Boyd Gordon (UFA), a 2002 first round pick, is without a contract for next season. Alexander Semin, another 2002 first rounder, has spent parts of six seasons with the Caps and is entering a contract year. Mike Green, a 2004 first rounder, is entering a contract year, as is Eric Fehr, a 2003 first round pick. Add to that the fact that Karl Alzner (currently) and John Carlson (after next season) are or will be coming off entry deals as RFAs, and there is the potential for some turnover in the next year or two.
And that begs the question, who is pushing the roster from underneath? Certainly not the second rounders. Dmitry Orlov – a 2009 second rounder – has to be considered a long shot to make the roster at best. Dmitri Kugryshev (a 2008 second round pick) is, again at best, a couple of years from making the roster. The rest of the second rounders of recent vintage are either out of the game (Eric Mestery) or have been disappointments unlikely ever to see a Caps roster (Josh Godfrey, Francois Bouchard). And it does not get better going down the rounds of recent years. Mathieu Perreault might never be consistent enough to crack this roster, and he is an RFA besides. Braden Holtby has shown promise as an NHL goaltender, so there is that. But after that, the down roster hopes pretty much rest on the shoulders of Cody Eakin, a 2009 third rounder, who might make the roster next season.

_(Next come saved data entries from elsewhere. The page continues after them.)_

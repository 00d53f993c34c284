//! WebSocket server
//!
//! Accepts connections, runs the gate during the HTTP upgrade, and
//! translates protocol JSON into registry operations. Responsibilities:
//! - Accept TCP/WebSocket connections
//! - Refuse the upgrade outright when the gate rejects the credential
//! - Create a `Connection` per admitted socket, register it, and auto-join
//!   the subject's private topic
//! - Forward join/leave/typing requests to the registry and emitter
//!
//! Malformed client messages are logged and ignored; these channels carry no
//! acknowledgement contract, so there is nothing useful to answer and no
//! reason to disconnect.

use futures_util::{SinkExt, StreamExt};
use tokio::net::{TcpListener, TcpStream};
use tokio::spawn;
use tokio::sync::mpsc;
use tokio_tungstenite::accept_hdr_async;
use tracing::{debug, info, warn};
use tungstenite::handshake::server::{Request, Response};
use tungstenite::protocol::Message as WsMessage;

use std::sync::atomic::{AtomicBool, Ordering};
use std::sync::{Arc, Mutex};

use crate::emitter::EventEmitter;
use crate::registry::{Connection, Registry, topic};
use crate::transport::gate::{self, IdentityVerifier};
use crate::transport::message::ClientMessage;
use crate::utils::error::AuthError;

pub async fn start_websocket_server(
    addr: String,
    registry: Arc<Mutex<Registry>>,
    emitter: EventEmitter,
    verifier: Arc<dyn IdentityVerifier>,
) {
    let listener = TcpListener::bind(addr.clone()).await.expect("Can't bind");

    info!("live update server listening on ws://{addr}");

    while let Ok((stream, _)) = listener.accept().await {
        let registry = registry.clone();
        let emitter = emitter.clone();
        let verifier = verifier.clone();

        tokio::spawn(async move {
            handle_connection(stream, registry, emitter, verifier).await;
        });
    }
}

async fn handle_connection(
    stream: TcpStream,
    registry: Arc<Mutex<Registry>>,
    emitter: EventEmitter,
    verifier: Arc<dyn IdentityVerifier>,
) {
    // The gate runs inside the upgrade callback so a refused credential
    // never becomes a WebSocket connection at all.
    let mut subject: Option<String> = None;
    let callback = |req: &Request, response: Response| {
        let Some(token) = req.uri().query().and_then(gate::token_from_query) else {
            return Err(gate::refusal(&AuthError::MissingCredential));
        };
        match verifier.verify(token) {
            Ok(sub) => {
                subject = Some(sub);
                Ok(response)
            }
            Err(e) => Err(gate::refusal(&e)),
        }
    };

    let ws_stream = match accept_hdr_async(stream, callback).await {
        Ok(ws) => ws,
        Err(e) => {
            debug!("handshake refused: {e}");
            return;
        }
    };
    let Some(subject) = subject else {
        // accept_hdr_async succeeded without running the gate; never happens.
        warn!("admitted connection without a subject");
        return;
    };

    let (mut ws_sender, mut ws_receiver) = ws_stream.split();
    let (tx, mut rx) = mpsc::unbounded_channel::<WsMessage>();

    let connection = Connection::new(subject.clone(), tx);
    let connection_id = connection.id.clone();
    {
        let mut registry = registry.lock().unwrap();
        registry.register(connection);
        // Every admitted subject listens on their private topic from the
        // first moment; it is never joined by request.
        registry.join(&connection_id, &topic::subject_topic(&subject));
    }
    info!(connection = %connection_id, subject = %subject, "connection admitted");

    let cleanup_called = Arc::new(AtomicBool::new(false));

    let do_cleanup = {
        let registry = registry.clone();
        let connection_id = connection_id.clone();
        let cleanup_called = cleanup_called.clone();

        move || {
            if !cleanup_called.swap(true, Ordering::SeqCst) {
                let mut registry = registry.lock().unwrap();
                registry.drop_connection(&connection_id);
            }
        }
    };

    {
        let connection_id = connection_id.clone();
        let do_cleanup = do_cleanup.clone();

        spawn(async move {
            while let Some(msg) = rx.recv().await {
                if let Err(e) = ws_sender.send(msg).await {
                    debug!(connection = %connection_id, "send loop closing: {e}");
                    break;
                }
            }

            do_cleanup();
        });
    }

    while let Some(Ok(msg)) = ws_receiver.next().await {
        if !msg.is_text() {
            continue;
        }
        let Ok(text) = msg.to_text() else { continue };

        match serde_json::from_str::<ClientMessage>(text) {
            Ok(ClientMessage::Join { entity_id }) => {
                let mut registry = registry.lock().unwrap();
                registry.join(&connection_id, &topic::entity_topic(&entity_id));
                debug!(connection = %connection_id, entity = %entity_id, "joined entity topic");
            }
            Ok(ClientMessage::Leave { entity_id }) => {
                let mut registry = registry.lock().unwrap();
                registry.leave(&connection_id, &topic::entity_topic(&entity_id));
                debug!(connection = %connection_id, entity = %entity_id, "left entity topic");
            }
            Ok(ClientMessage::TypingStart { entity_id }) => {
                emitter.relay_typing(&entity_id, &subject, &connection_id, true);
            }
            Ok(ClientMessage::TypingStop { entity_id }) => {
                emitter.relay_typing(&entity_id, &subject, &connection_id, false);
            }
            Err(err) => {
                debug!(
                    connection = %connection_id,
                    "ignoring malformed client message: {err} | {}",
                    &text.chars().take(100).collect::<String>()
                );
            }
        }
    }

    do_cleanup();
}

Makes one hope that Evgeny Kuznetsov -- the 2010 first-round pick for the Caps -- finds the idea of playing in North America to his liking.

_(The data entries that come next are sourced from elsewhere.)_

//! Client connection lifecycle
//!
//! `SocketManager` owns the client's WebSocket and its reconnection state
//! machine: `Disconnected -> Connecting -> Connected`, with unclean closes
//! feeding `Reconnecting` under a bounded exponential backoff and `Failed`
//! once the retry budget runs out. A `Failed` manager only moves again on an
//! explicit `reconnect()`, which is the caller's cue to surface a manual
//! reconnect affordance instead of retrying silently forever.
//!
//! All operations return immediately; connecting, reading and writing happen
//! on spawned tasks. Every scheduled callback re-checks the manager's
//! generation counter, so a deliberate `disconnect()` or `reconnect()`
//! (which bump the generation) invalidates any timer or dial still in
//! flight. An in-flight dial cannot be aborted mid-handshake, only ignored
//! once it lands.

use std::sync::{Arc, Mutex};
use std::time::Duration;

use futures_util::{SinkExt, StreamExt};
use tokio::sync::mpsc::{self, UnboundedSender};
use tokio::task::JoinHandle;
use tokio_tungstenite::connect_async;
use tracing::{debug, info, warn};
use tungstenite::protocol::Message as WsMessage;

use crate::transport::message::{ClientMessage, ServerEvent};
use crate::utils::error::ClientError;

#[derive(Debug, Clone, Copy, PartialEq, Eq)]
pub enum ConnectionState {
    Disconnected,
    Connecting,
    Connected,
    Reconnecting { attempt: u32 },
    Failed,
}

/// Backoff parameters for automatic reconnection.
#[derive(Debug, Clone)]
pub struct RetryPolicy {
    pub base: Duration,
    pub cap: Duration,
    pub max_attempts: u32,
}

impl Default for RetryPolicy {
    fn default() -> Self {
        Self {
            base: Duration::from_secs(1),
            cap: Duration::from_secs(30),
            max_attempts: 5,
        }
    }
}

/// Delay before the Nth reconnection attempt: `min(base * 2^(N-1), cap)`.
pub fn retry_delay(policy: &RetryPolicy, attempt: u32) -> Duration {
    let exponent = attempt.saturating_sub(1).min(16);
    policy
        .base
        .saturating_mul(1u32 << exponent)
        .min(policy.cap)
}

#[derive(Debug)]
struct Inner {
    state: ConnectionState,
    attempts: u32,
    /// Bumped by disconnect/reconnect; stale timers and dials check it and
    /// stand down instead of firing into a context that moved on.
    generation: u64,
    retry_timer: Option<JoinHandle<()>>,
    writer: Option<UnboundedSender<WsMessage>>,
}

#[derive(Clone)]
pub struct SocketManager {
    url: String,
    token: Option<String>,
    policy: RetryPolicy,
    events: UnboundedSender<ServerEvent>,
    inner: Arc<Mutex<Inner>>,
}

impl SocketManager {
    /// `events` receives every well-formed inbound envelope; the reconciler
    /// sits on the other end.
    pub fn new(
        url: impl Into<String>,
        token: Option<String>,
        policy: RetryPolicy,
        events: UnboundedSender<ServerEvent>,
    ) -> Self {
        Self {
            url: url.into(),
            token,
            policy,
            events,
            inner: Arc::new(Mutex::new(Inner {
                state: ConnectionState::Disconnected,
                attempts: 0,
                generation: 0,
                retry_timer: None,
                writer: None,
            })),
        }
    }

    pub fn state(&self) -> ConnectionState {
        self.inner.lock().unwrap().state
    }

    pub(crate) fn attempts(&self) -> u32 {
        self.inner.lock().unwrap().attempts
    }

    /// Begin connecting. Without a stored credential this fails immediately
    /// and the manager lands in `Failed` without dialing.
    pub fn connect(&self) -> Result<(), ClientError> {
        if self.token.is_none() {
            self.inner.lock().unwrap().state = ConnectionState::Failed;
            return Err(ClientError::MissingCredential);
        }
        let generation = {
            let mut inner = self.inner.lock().unwrap();
            if matches!(
                inner.state,
                ConnectionState::Connecting
                    | ConnectionState::Connected
                    | ConnectionState::Reconnecting { .. }
            ) {
                // Already in progress; a manual reconnect is the way to
                // preempt a scheduled retry.
                return Ok(());
            }
            inner.state = ConnectionState::Connecting;
            inner.generation
        };
        self.spawn_dial(generation);
        Ok(())
    }

    /// Tear the connection down. Pending retry timers are cancelled before
    /// the transport goes, so no stale attempt can fire afterwards.
    /// Idempotent and immediate from the caller's perspective.
    pub fn disconnect(&self) {
        let mut inner = self.inner.lock().unwrap();
        inner.generation += 1;
        if let Some(timer) = inner.retry_timer.take() {
            timer.abort();
        }
        // Dropping the writer ends the write loop, which closes the socket.
        inner.writer = None;
        inner.attempts = 0;
        inner.state = ConnectionState::Disconnected;
    }

    /// Manual reconnect: cancels any scheduled retry, resets the attempt
    /// counter and dials immediately.
    pub fn reconnect(&self) -> Result<(), ClientError> {
        if self.token.is_none() {
            self.inner.lock().unwrap().state = ConnectionState::Failed;
            return Err(ClientError::MissingCredential);
        }
        let generation = {
            let mut inner = self.inner.lock().unwrap();
            inner.generation += 1;
            if let Some(timer) = inner.retry_timer.take() {
                timer.abort();
            }
            inner.writer = None;
            inner.attempts = 0;
            inner.state = ConnectionState::Connecting;
            inner.generation
        };
        self.spawn_dial(generation);
        Ok(())
    }

    /// Fire-and-forget: queued when connected, silently dropped otherwise.
    pub fn send(&self, msg: &ClientMessage) {
        let inner = self.inner.lock().unwrap();
        let Some(writer) = &inner.writer else {
            debug!("not connected, dropping outbound message");
            return;
        };
        match serde_json::to_string(msg) {
            Ok(text) => {
                let _ = writer.send(WsMessage::text(text));
            }
            Err(e) => warn!("failed to serialize outbound message: {e}"),
        }
    }

    fn spawn_dial(&self, generation: u64) {
        let this = self.clone();
        tokio::spawn(async move {
            this.run_connection(generation).await;
        });
    }

    async fn run_connection(self, generation: u64) {
        let Some(token) = self.token.clone() else {
            return;
        };
        let url = format!("{}/?token={token}", self.url.trim_end_matches('/'));

        match connect_async(url).await {
            Ok((ws, _response)) => {
                let (mut sink, mut stream) = ws.split();
                let (tx, mut rx) = mpsc::unbounded_channel::<WsMessage>();
                {
                    let mut inner = self.inner.lock().unwrap();
                    if inner.generation != generation {
                        // A disconnect raced the dial; abandon the socket.
                        return;
                    }
                    inner.state = ConnectionState::Connected;
                    inner.attempts = 0;
                    inner.writer = Some(tx);
                }
                info!("connected to {}", self.url);

                let write_loop = tokio::spawn(async move {
                    while let Some(msg) = rx.recv().await {
                        if sink.send(msg).await.is_err() {
                            break;
                        }
                    }
                    let _ = sink.close().await;
                });

                while let Some(Ok(msg)) = stream.next().await {
                    if msg.is_text() {
                        if let Ok(text) = msg.to_text() {
                            self.deliver(text);
                        }
                    }
                }
                write_loop.abort();

                {
                    let mut inner = self.inner.lock().unwrap();
                    if inner.generation != generation {
                        // Deliberate disconnect; state was already settled.
                        return;
                    }
                    inner.writer = None;
                }
                warn!("connection to {} lost", self.url);
                self.schedule_retry(generation);
            }
            Err(e) => {
                debug!("dial to {} failed: {e}", self.url);
                if self.inner.lock().unwrap().generation != generation {
                    return;
                }
                self.schedule_retry(generation);
            }
        }
    }

    fn deliver(&self, text: &str) {
        match serde_json::from_str::<ServerEvent>(text) {
            Ok(event) => {
                let _ = self.events.send(event);
            }
            Err(e) => warn!("dropping malformed event: {e}"),
        }
    }

    fn schedule_retry(&self, generation: u64) {
        let mut inner = self.inner.lock().unwrap();
        if inner.generation != generation {
            return;
        }
        inner.attempts += 1;
        if inner.attempts >= self.policy.max_attempts {
            inner.state = ConnectionState::Failed;
            warn!(
                "reconnect budget exhausted after {} attempts",
                inner.attempts
            );
            return;
        }
        let attempt = inner.attempts;
        inner.state = ConnectionState::Reconnecting { attempt };
        let delay = retry_delay(&self.policy, attempt);
        debug!(attempt, ?delay, "scheduling reconnect");

        let this = self.clone();
        inner.retry_timer = Some(tokio::spawn(async move {
            tokio::time::sleep(delay).await;
            let proceed = {
                let mut inner = this.inner.lock().unwrap();
                if inner.generation == generation {
                    inner.state = ConnectionState::Connecting;
                    true
                } else {
                    false
                }
            };
            if proceed {
                this.run_connection(generation).await;
            }
        }));
    }
}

The Caps have put most – not all, but most of their eggs in the basket marked “draft.” And they have done rather well with first round picks, if getting them to the roster and into the lineup is the principal criterion for success. But by that same criterion, the Caps have done markedly less well after the first round. And that puts a lot of pressure on first rounders to perform. A team with that sort of drafting profile cannot afford to have too many “2005’s” in that mix.

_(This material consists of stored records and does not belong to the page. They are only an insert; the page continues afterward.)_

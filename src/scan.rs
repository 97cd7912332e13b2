use crate::engine::Walker;
use crate::error::TypecatError;
use crate::options::TypecatOptions;
use std::collections::BTreeSet;
use std::path::Path;
#[cfg(feature = "logging")]
use tracing;

/// Returns the normalized extension of `path`, dot included (`.txt`).
///
/// Filenames without an extension (including dotfiles like `.bashrc`) yield `None`,
/// as do extensions that are not valid UTF-8.
pub fn extension_of(path: &Path) -> Option<String> {
    path.extension()
        .and_then(|e| e.to_str())
        .map(|e| format!(".{e}"))
}

/// Collects the distinct set of extensions among all files under the root.
///
/// Walk errors are skipped, so a nonexistent root yields an empty set.
pub fn scan_extensions(options: &TypecatOptions) -> Result<BTreeSet<String>, TypecatError> {
    let walker = Walker::new(options)?;
    let mut extensions = BTreeSet::new();
    for entry in walker.into_iter() {
        match entry {
            Ok(path) if path.is_file() => {
                if let Some(ext) = extension_of(&path) {
                    extensions.insert(ext);
                }
            }
            Ok(_) => {}
            Err(_e) => {
                #[cfg(feature = "logging")]
                tracing::debug!("Skipping unreadable entry while scanning: {}", _e);
            }
        }
    }
    Ok(extensions)
}
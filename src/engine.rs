use crate::error::TypecatError;
use crate::options::TypecatOptions;
use crate::output::OutputDocument;
use crate::prompt::{Console, select};
use crate::reader::{self, Decoded};
use crate::scan::{extension_of, scan_extensions};
use crate::types::{CombineSummary, CombinedFile};
use ignore::WalkBuilder;
use std::path::PathBuf;
#[cfg(feature = "logging")]
use tracing;
pub(crate) struct Walker {
    inner: ignore::Walk,
}
impl Walker {
    pub(crate) fn new(options: &TypecatOptions) -> Result<Self, TypecatError> {
        let mut builder = WalkBuilder::new(&options.root);
        builder
            .git_ignore(options.respect_gitignore)
            .hidden(!options.include_hidden)
            .max_depth(options.max_depth)
            .follow_links(options.follow_links)
            .ignore(false);
        if !options.ignore_patterns.is_empty() {
            let mut glob_builder = globset::GlobSetBuilder::new();
            for pattern in &options.ignore_patterns {
                let glob = globset::Glob::new(pattern).map_err(|e| {
                    TypecatError::Walk(format!("Invalid glob pattern '{}': {}", pattern, e))
                })?;
                glob_builder.add(glob);
            }
            let matcher = glob_builder
                .build()
                .map_err(|e| TypecatError::Walk(format!("Failed to build glob set: {}", e)))?;
            builder.filter_entry(move |entry| !matcher.is_match(entry.path()));
        }
        Ok(Self {
            inner: builder.build(),
        })
    }
    pub(crate) fn into_iter(self) -> impl Iterator<Item = Result<PathBuf, TypecatError>> {
        self.inner.filter_map(|result| match result {
            Ok(entry) => Some(Ok(entry.path().to_path_buf())),
            Err(e) => Some(Err(TypecatError::Walk(e.to_string()))),
        })
    }
}

/// Runs the full interactive pipeline: scan the tree for extensions, let the operator
/// pick a subset, and combine the matching files.
///
/// Returns `None` when nothing was selected; no output file is created in that case.
pub fn typecat(
    options: TypecatOptions,
    console: &mut dyn Console,
) -> Result<Option<CombineSummary>, TypecatError> {
    #[cfg(feature = "logging")]
    tracing::debug!("Scanning {} for file types", options.root.display());
    let extensions = scan_extensions(&options)?;
    let choices: Vec<String> = extensions.into_iter().collect();
    let selected = select(console, "Select file types to include:", &choices)?;
    if selected.is_empty() {
        console.say("No file types selected.")?;
        return Ok(None);
    }
    combine(&options, &selected, console).map(Some)
}

/// Combines every file under the root whose extension is in `selected` into the
/// output document. Files that cannot be read are skipped with a diagnostic; a single
/// failure never aborts the pass.
pub fn combine(
    options: &TypecatOptions,
    selected: &[String],
    console: &mut dyn Console,
) -> Result<CombineSummary, TypecatError> {
    let walker = Walker::new(options)?;
    let mut document = OutputDocument::create(&options.output_dir)?;
    let mut files = Vec::new();
    let mut skipped = Vec::new();
    for entry in walker.into_iter() {
        let path = match entry {
            Ok(p) => p,
            Err(e) => {
                console.say(&format!("Could not read entry: {e}"))?;
                continue;
            }
        };
        if !path.is_file() {
            continue;
        }
        let matches = match extension_of(&path) {
            Some(ext) => selected.contains(&ext),
            None => false,
        };
        if !matches {
            continue;
        }
        let name = match path.file_name() {
            Some(n) => n.to_string_lossy().into_owned(),
            None => path.display().to_string(),
        };
        match reader::read_text(&path) {
            Ok(decoded) => {
                if let Decoded::Lossy { looks_binary, .. } = &decoded {
                    let note = if *looks_binary {
                        " (content looks binary)"
                    } else {
                        ""
                    };
                    console.say(&format!(
                        "Could not decode {} with detected encoding; using lossy UTF-8{}",
                        path.display(),
                        note
                    ))?;
                }
                document.append_block(&name, decoded.text())?;
                files.push(CombinedFile {
                    encoding: decoded.encoding().map(str::to_string),
                    lossy: decoded.is_lossy(),
                    path,
                });
            }
            Err(e) => {
                console.say(&format!("Could not read file {}: {}", path.display(), e))?;
                skipped.push(path);
            }
        }
    }
    let output_path = document.finish()?;
    console.say(&format!("Combined file saved as {}", output_path.display()))?;
    Ok(CombineSummary {
        output_path,
        files,
        skipped,
    })
}
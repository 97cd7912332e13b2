//! The combined output document.
//!
//! A repeating block structure: a `--- <filename> ---` header line, the file's decoded
//! text, and a single newline separator before the next block. Blocks are appended in
//! the order files are encountered; the underlying handle stays open for the whole
//! aggregation pass and is closed exactly once.

use crate::error::TypecatError;
use std::fs::{self, File};
use std::io::{BufWriter, Write};
use std::path::{Path, PathBuf};

/// Fixed name of the combined document inside the output directory.
pub const OUTPUT_FILE_NAME: &str = "combined.txt";

/// An open combined document being written.
pub struct OutputDocument {
    writer: BufWriter<File>,
    path: PathBuf,
}

impl OutputDocument {
    /// Creates the output directory if absent and opens `combined.txt` inside it,
    /// truncating any previous run's content.
    pub fn create(output_dir: &Path) -> Result<Self, TypecatError> {
        fs::create_dir_all(output_dir).map_err(|e| TypecatError::io(output_dir, e))?;
        let path = output_dir.join(OUTPUT_FILE_NAME);
        let file = File::create(&path).map_err(|e| TypecatError::io(&path, e))?;
        Ok(Self {
            writer: BufWriter::new(file),
            path,
        })
    }

    pub fn path(&self) -> &Path {
        &self.path
    }

    /// Appends one labeled block.
    pub fn append_block(&mut self, name: &str, content: &str) -> Result<(), TypecatError> {
        writeln!(self.writer, "--- {name} ---")
            .and_then(|_| self.writer.write_all(content.as_bytes()))
            .and_then(|_| self.writer.write_all(b"\n"))
            .map_err(|e| TypecatError::io(&self.path, e))
    }

    /// Flushes and closes the document, returning its path.
    pub fn finish(mut self) -> Result<PathBuf, TypecatError> {
        self.writer
            .flush()
            .map_err(|e| TypecatError::io(&self.path, e))?;
        Ok(self.path)
    }
}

If the Caps can be said to have had a “great” draft over the eight drafts in this look, the 2004 draft would qualify. But this was less a product of getting value late as it was getting multiple picks early – three first round picks. Even 2006, which probably ranks second in quality of drafts in this set, was a product of having three of the top-34 picks, all of whom were on the roster this past season. The ability to acquire additional first round picks salvaged what could have been rather sparse drafts over these eight years. That was how the Caps were able to draft Alexander Semin and Boyd Gordon in 2002, Jeff Schultz and Mike Green in 2004, Semyon Varlamov in 2006, and John Carlson in 2008.
Unproductive picks after the first round balanced by the benefits of multiple first round picks. Unless the Caps improve upon the former, they will have to find a way to keep doing the latter. If they do not, and they continue to pursue a draft-centric approach to roster building, then the Caps are going to find that “window” for winning closing sooner than they suspect as the players they have drafted graduate to bigger contracts, perhaps with different clubs, and there is insufficient advancement from those after-first round picks.
How is that plan going to look then?